The Poor House
The Original Poor House
For some in Bitton Parish – the elderly, chronically sick, abandoned wives, unmarried mothers-to-be or orphaned children – there was no alternative but to enter the poorhouse. The conditions there were intended to act as a deterrent, with relief provided to those who were desperate enough to accept the regime. It still exists today as a private house on the High Street, adjacent to what were a pin factory and the Constable’s House with ‘Lock-Up’. Prior to 1834, under the Old Poor Law, the primary responsibility for poor relief was placed with the parish, but the running of the workhouse was put out to a contractor who would feed and house the poor. In exchange he would benefit from the income of the inmates’ work, a system known as ‘farming’ the poor.
The Union Workhouse
After 1837, the workhouse of Bitton was combined with nineteen other local parishes into the Keynsham Union Workhouse. There were 183 inmates in September of 1841 and many others who called at the door for assistance. The austere building had eight foot high stone walls and stone flagged floors without covering, all designed to deter people from wanting to enter the workhouse. Corduroy trousers and boots were provided for the men and long skirts and striped aprons for the women. On arrival new inmates were cleaned up, especially those suffering from ‘the itch’. Women were separated from the men even if they were married couples. Louisa Clark and her husband Edwin, a carpenter from Corston had five of their children in the workhouse and some women had many illegitimate children there. The workhouse was renamed ‘Clements House’ in 1930 until it became Keynsham Hospital in 1948 as part of the newly founded National Health Service, and since demolished in 2007.
The Lock Up
The Kingswood Heritage Trail records 154-162 High Street as a 2 storey terrace built by 1767. Nos.160 & 162 being identified as the Constables House & Lock Up. Arched doorways are still evident in some cottages which linked to the Poor House/Pin Factory.

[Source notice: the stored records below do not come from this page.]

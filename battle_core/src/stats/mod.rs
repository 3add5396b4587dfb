//! Character attributes and the formulas deriving resources and chances from them

mod attributes;
pub mod calculator;

pub use attributes::CharacterStats;
pub use calculator::{
    accuracy, crit_chance, dodge_chance, effect_chance, magical_damage, max_energy, max_hp,
    max_mana, physical_damage, regen_amount, round_half_away, xp_to_level,
};
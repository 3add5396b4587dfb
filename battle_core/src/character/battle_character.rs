//! BattleCharacter - Mutable runtime state of one battle participant

use super::{CharacterData, CostError};
use crate::ability::AbilityData;
use crate::config::GameplayConfig;
use crate::stats::{self, CharacterStats};
use crate::status::StatusEffects;
use crate::types::{ActionPointType, Element, GridColumn, GridRow, Priority, TeamSide};
use serde::{Deserialize, Serialize};
use std::sync::Arc;

/// A character inside a battle.
///
/// Resource pools keep `current <= max` at all times; every mutation below
/// saturates at zero and caps at the maximum. Alive exactly while HP > 0.
#[derive(Debug, Clone, PartialEq, Serialize, Deserialize)]
pub struct BattleCharacter {
    pub data: Arc<CharacterData>,
    pub side: TeamSide,
    pub row: GridRow,
    pub column: GridColumn,

    /// Base stats plus equipment, fixed for the battle
    pub stats: CharacterStats,
    pub max_hp: u32,
    pub current_hp: u32,
    pub max_energy: u32,
    pub current_energy: u32,
    pub max_mana: u32,
    pub current_mana: u32,

    pub long_actions: u32,
    pub short_actions: u32,
    pub priority: Priority,
    pub status_effects: StatusEffects,
    /// Element of the last elemental spell cast, if any
    pub last_spell_element: Option<Element>,
}

impl BattleCharacter {
    /// Create a participant at full resources
    pub fn new(
        data: Arc<CharacterData>,
        side: TeamSide,
        row: GridRow,
        column: GridColumn,
        config: &GameplayConfig,
    ) -> Self {
        let stats = data.total_stats();
        let max_hp = stats::max_hp(&stats, &config.resources);
        let max_energy = stats::max_energy(&stats, &config.resources);
        let max_mana = stats::max_mana(&stats, &config.resources);

        BattleCharacter {
            data,
            side,
            row,
            column,
            stats,
            max_hp,
            current_hp: max_hp,
            max_energy,
            current_energy: max_energy,
            max_mana,
            current_mana: max_mana,
            long_actions: config.action_points.long,
            short_actions: config.action_points.short,
            priority: Priority::Normal,
            status_effects: StatusEffects::new(),
            last_spell_element: None,
        }
    }

    pub fn name(&self) -> &str {
        &self.data.name
    }

    pub fn is_alive(&self) -> bool {
        self.current_hp > 0
    }

    /// Refill action points and regenerate energy and mana
    pub fn start_turn(&mut self, config: &GameplayConfig) {
        self.long_actions = config.action_points.long;
        self.short_actions = config.action_points.short;

        let energy = stats::regen_amount(self.max_energy, config.regen.energy_per_turn);
        self.restore_energy(energy);
        let mana = stats::regen_amount(self.max_mana, config.regen.mana_per_turn);
        self.restore_mana(mana);
    }

    pub fn has_actions_remaining(&self) -> bool {
        self.long_actions > 0 || self.short_actions > 0
    }

    /// Drop all remaining action points, ending the turn
    pub fn forfeit_actions(&mut self) {
        self.long_actions = 0;
        self.short_actions = 0;
    }

    /// Check every cost of `ability` against current resources
    pub fn check_cost(&self, ability: &AbilityData) -> Result<(), CostError> {
        match ability.action_cost {
            ActionPointType::Long if self.long_actions < ability.long_point_cost => {
                return Err(CostError::InsufficientLongPoints {
                    needed: ability.long_point_cost,
                    available: self.long_actions,
                });
            }
            ActionPointType::Short => {
                let available = self.short_actions + self.long_actions;
                if available < ability.short_point_cost {
                    return Err(CostError::InsufficientActionPoints {
                        needed: ability.short_point_cost,
                        available,
                    });
                }
            }
            ActionPointType::Long => {}
        }

        if ability.energy_cost > self.current_energy {
            return Err(CostError::InsufficientEnergy {
                needed: ability.energy_cost,
                available: self.current_energy,
            });
        }
        if ability.mana_cost > self.current_mana {
            return Err(CostError::InsufficientMana {
                needed: ability.mana_cost,
                available: self.current_mana,
            });
        }
        if ability.hp_cost > 0 && ability.hp_cost >= self.current_hp {
            return Err(CostError::InsufficientHp {
                cost: ability.hp_cost,
                current: self.current_hp,
            });
        }

        Ok(())
    }

    pub fn can_use_ability(&self, ability: &AbilityData) -> bool {
        self.check_cost(ability).is_ok()
    }

    /// Pay for `ability`. Short costs drain the short pool first and borrow the
    /// shortfall from the long pool.
    pub fn consume_ability_cost(&mut self, ability: &AbilityData) {
        match ability.action_cost {
            ActionPointType::Long => {
                self.long_actions = self.long_actions.saturating_sub(ability.long_point_cost);
            }
            ActionPointType::Short => {
                let cost = ability.short_point_cost;
                if self.short_actions >= cost {
                    self.short_actions -= cost;
                } else {
                    let borrowed = cost - self.short_actions;
                    self.short_actions = 0;
                    self.long_actions = self.long_actions.saturating_sub(borrowed);
                }
            }
        }

        self.current_energy = self.current_energy.saturating_sub(ability.energy_cost);
        self.current_mana = self.current_mana.saturating_sub(ability.mana_cost);
        self.current_hp = self.current_hp.saturating_sub(ability.hp_cost);
    }

    /// Non-passive abilities, in menu order
    pub fn action_menu(&self) -> Vec<&AbilityData> {
        self.data.abilities.iter().filter(|a| !a.is_passive).collect()
    }

    /// Subtract HP, floored at zero. Returns the HP actually lost.
    pub fn take_damage(&mut self, amount: u32) -> u32 {
        let lost = amount.min(self.current_hp);
        self.current_hp -= lost;
        lost
    }

    /// Add HP, capped at max. Returns the HP actually restored.
    pub fn heal(&mut self, amount: u32) -> u32 {
        let gained = amount.min(self.max_hp - self.current_hp);
        self.current_hp += gained;
        gained
    }

    pub fn restore_energy(&mut self, amount: u32) -> u32 {
        let gained = amount.min(self.max_energy - self.current_energy);
        self.current_energy += gained;
        gained
    }

    pub fn restore_mana(&mut self, amount: u32) -> u32 {
        let gained = amount.min(self.max_mana - self.current_mana);
        self.current_mana += gained;
        gained
    }

    /// Element the next element-inheriting bolt will carry
    pub fn bolt_element(&self) -> Element {
        self.last_spell_element.unwrap_or(self.data.default_element)
    }
}

#[cfg(test)]
mod tests {
    use super::*;
    use crate::types::{AbilityTag, CharacterClass};

    fn warrior(config: &GameplayConfig) -> BattleCharacter {
        let data = CharacterData::new(
            "Aldric",
            CharacterClass::Warrior,
            CharacterStats::new(8, 5, 2, 7, 4, 3, 6, 2, 4),
        );
        BattleCharacter::new(
            Arc::new(data),
            TeamSide::Player,
            GridRow::Front,
            GridColumn::Left,
            config,
        )
    }

    #[test]
    fn test_new_starts_full() {
        let config = GameplayConfig::default();
        let c = warrior(&config);

        assert_eq!(c.max_hp, 60);
        assert_eq!(c.current_hp, 60);
        assert_eq!(c.current_energy, 25);
        assert_eq!(c.current_mana, 16);
        assert_eq!(c.priority, Priority::Normal);
        assert!(c.is_alive());
    }

    #[test]
    fn test_start_turn_refreshes_and_regens() {
        let config = GameplayConfig::default();
        let mut c = warrior(&config);
        c.forfeit_actions();
        c.current_energy = 10;
        c.current_mana = 16;

        c.start_turn(&config);
        assert_eq!(c.long_actions, 1);
        assert_eq!(c.short_actions, 1);
        // 20% of 25
        assert_eq!(c.current_energy, 15);
        // Mana already full stays capped
        assert_eq!(c.current_mana, 16);
    }

    #[test]
    fn test_long_cost_needs_long_points() {
        let config = GameplayConfig::default();
        let mut c = warrior(&config);
        let crush = AbilityData::skill("Crushing Blow", "", 12, 3);

        assert!(c.can_use_ability(&crush));
        c.consume_ability_cost(&crush);
        assert_eq!(c.long_actions, 0);
        assert_eq!(c.short_actions, 1);
        assert_eq!(c.current_energy, 22);

        assert_eq!(
            c.check_cost(&crush),
            Err(CostError::InsufficientLongPoints {
                needed: 1,
                available: 0
            })
        );
    }

    #[test]
    fn test_short_cost_borrows_from_long() {
        let config = GameplayConfig::default();
        let mut c = warrior(&config);
        let swap = AbilityData::quick_action("Swap Position", "").with_tag(AbilityTag::Swap);

        c.consume_ability_cost(&swap);
        assert_eq!((c.long_actions, c.short_actions), (1, 0));

        // Second quick action borrows the long point
        assert!(c.can_use_ability(&swap));
        c.consume_ability_cost(&swap);
        assert_eq!((c.long_actions, c.short_actions), (0, 0));
        assert!(!c.has_actions_remaining());

        assert!(matches!(
            c.check_cost(&swap),
            Err(CostError::InsufficientActionPoints { .. })
        ));
    }

    #[test]
    fn test_short_borrow_is_exact() {
        let config = GameplayConfig::default();
        let mut c = warrior(&config);
        c.long_actions = 3;
        c.short_actions = 1;
        let flurry = AbilityData::attack("Flurry", "", 2, 0).short_action(3);

        c.consume_ability_cost(&flurry);
        assert_eq!((c.long_actions, c.short_actions), (1, 0));
    }

    #[test]
    fn test_hp_cost_cannot_be_fatal() {
        let config = GameplayConfig::default();
        let mut c = warrior(&config);
        let ritual = AbilityData::stance("Ritual", "", AbilityTag::Ritual).with_hp_cost(5);

        c.current_hp = 5;
        assert_eq!(
            c.check_cost(&ritual),
            Err(CostError::InsufficientHp { cost: 5, current: 5 })
        );

        c.current_hp = 6;
        assert!(c.can_use_ability(&ritual));
        c.consume_ability_cost(&ritual);
        assert_eq!(c.current_hp, 1);
        assert!(c.is_alive());
    }

    #[test]
    fn test_resource_costs() {
        let config = GameplayConfig::default();
        let mut c = warrior(&config);
        let bolt = AbilityData::spell("Bolt", "", 10, 20, Element::Arcane);
        assert!(matches!(
            c.check_cost(&bolt),
            Err(CostError::InsufficientMana { needed: 20, available: 16 })
        ));

        c.current_energy = 2;
        let crush = AbilityData::skill("Crushing Blow", "", 12, 3);
        assert!(matches!(
            c.check_cost(&crush),
            Err(CostError::InsufficientEnergy { .. })
        ));
    }

    #[test]
    fn test_damage_and_heal_clamp() {
        let config = GameplayConfig::default();
        let mut c = warrior(&config);

        assert_eq!(c.take_damage(15), 15);
        assert_eq!(c.heal(100), 15);
        assert_eq!(c.current_hp, c.max_hp);
        assert_eq!(c.heal(5), 0);

        assert_eq!(c.take_damage(500), 60);
        assert_eq!(c.current_hp, 0);
        assert!(!c.is_alive());
    }

    #[test]
    fn test_action_menu_skips_passives() {
        let config = GameplayConfig::default();
        let data = CharacterData::new("Shade", CharacterClass::Rogue, CharacterStats::default())
            .with_ability(AbilityData::attack("Quick Stab", "", 6, 0))
            .with_ability(AbilityData::passive("Hidden Talent", ""));
        let c = BattleCharacter::new(
            Arc::new(data),
            TeamSide::Player,
            GridRow::Front,
            GridColumn::Right,
            &config,
        );

        let menu: Vec<&str> = c.action_menu().iter().map(|a| a.name.as_str()).collect();
        assert_eq!(menu, vec!["Quick Stab"]);
    }

    #[test]
    fn test_bolt_element_falls_back_to_default() {
        let config = GameplayConfig::default();
        let data = CharacterData::new("Vex", CharacterClass::Wizard, CharacterStats::default())
            .with_default_element(Element::Arcane);
        let mut c = BattleCharacter::new(
            Arc::new(data),
            TeamSide::Player,
            GridRow::Back,
            GridColumn::Left,
            &config,
        );

        assert_eq!(c.bolt_element(), Element::Arcane);
        c.last_spell_element = Some(Element::Fire);
        assert_eq!(c.bolt_element(), Element::Fire);
    }
}
//! Built-in roster: the six player classes and the stock enemies

mod classes;
mod enemies;

pub use classes::{base_stats, create_character, generic_abilities, signature_ability, signature_passive};
pub use enemies::create_enemy;
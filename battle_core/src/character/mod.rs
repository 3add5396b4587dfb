//! Characters - static definitions and their per-battle runtime state

mod battle_character;
mod cost;
mod data;

pub use battle_character::BattleCharacter;
pub use cost::CostError;
pub use data::CharacterData;

use crate::types::TeamSide;
use serde::{Deserialize, Serialize};
use std::fmt;

/// Stable handle to a battle participant: its side and index in that side's list
#[derive(Debug, Clone, Copy, PartialEq, Eq, Hash, PartialOrd, Ord, Serialize, Deserialize)]
pub struct CharacterId {
    pub side: TeamSide,
    pub index: usize,
}

impl CharacterId {
    pub const fn player(index: usize) -> Self {
        CharacterId {
            side: TeamSide::Player,
            index,
        }
    }

    pub const fn enemy(index: usize) -> Self {
        CharacterId {
            side: TeamSide::Enemy,
            index,
        }
    }

    /// Whether both ids are on the same team
    pub fn is_ally_of(&self, other: &CharacterId) -> bool {
        self.side == other.side
    }
}

impl fmt::Display for CharacterId {
    fn fmt(&self, f: &mut fmt::Formatter<'_>) -> fmt::Result {
        match self.side {
            TeamSide::Player => write!(f, "P{}", self.index),
            TeamSide::Enemy => write!(f, "E{}", self.index),
        }
    }
}
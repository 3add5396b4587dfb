//! Enemy decision policy: random affordable ability, aggro-weighted target

use crate::battle::Battlefield;
use crate::character::CharacterId;
use crate::config::AggroConstants;
use crate::input::ChosenAction;
use crate::targeting::{requires_manual_target_selection, select_aggro_target, valid_targets};
use rand::seq::SliceRandom;
use rand::Rng;

/// What an AI-controlled character does with its next action
#[derive(Debug, Clone, PartialEq)]
pub enum AiDecision {
    Act(ChosenAction),
    /// Nothing affordable: the turn should end
    Pass,
    /// The picked ability had nobody to hit; the caller may try again
    NoTarget,
}

/// Choose an action for `actor`
pub fn decide_action(
    field: &Battlefield,
    actor: CharacterId,
    aggro: &AggroConstants,
    rng: &mut impl Rng,
) -> AiDecision {
    let Some(character) = field.get(actor) else {
        tracing::warn!("AI asked to act for unknown character {}", actor);
        return AiDecision::Pass;
    };

    let usable: Vec<_> = character
        .action_menu()
        .into_iter()
        .filter(|a| character.can_use_ability(a))
        .collect();

    let Some(ability) = usable.choose(rng).map(|a| (*a).clone()) else {
        return AiDecision::Pass;
    };

    let candidates = valid_targets(field, actor, &ability);
    if candidates.is_empty() {
        tracing::debug!("{} found no target for {}", character.name(), ability.name);
        return AiDecision::NoTarget;
    }

    let targets = if requires_manual_target_selection(ability.target_type) {
        match select_aggro_target(field, &candidates, aggro, rng) {
            Some(target) => vec![target],
            None => return AiDecision::NoTarget,
        }
    } else {
        candidates
    };

    AiDecision::Act(ChosenAction { ability, targets })
}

Between 1597 and 1835 public responsibility for looking after the poor rested with each individual parish, whilst the constable was responsible for all those “passing through” with a pass or letter of request. These were issued by a JP stating why they needed to travel/why destitute or needing help. Constables were asked to “help with lodging in convenient time” and then to see them on their way to their home Parish. Bastardy was another issue, and unmarried mothers were apprehended and held until the father was found and they were married. Putative fathers were not always successfully arrested.
Moses Batt and William Long were Constables in 1815. Two constables truncheons are known to have existed: one inscribed GR111 1817 was housed in Gloucester Museum and a further in private ownership inscribed GR1V Hamlet of Bitton (1820-30)
The principle use of Lock Ups was 1790 -1810 and survived until 1840. The 1843 Tythe map shows that the Bitton Lock Up was unoccupied. (the County Police Force Act came into being in 1839). Reportedly only 500 remain in the country.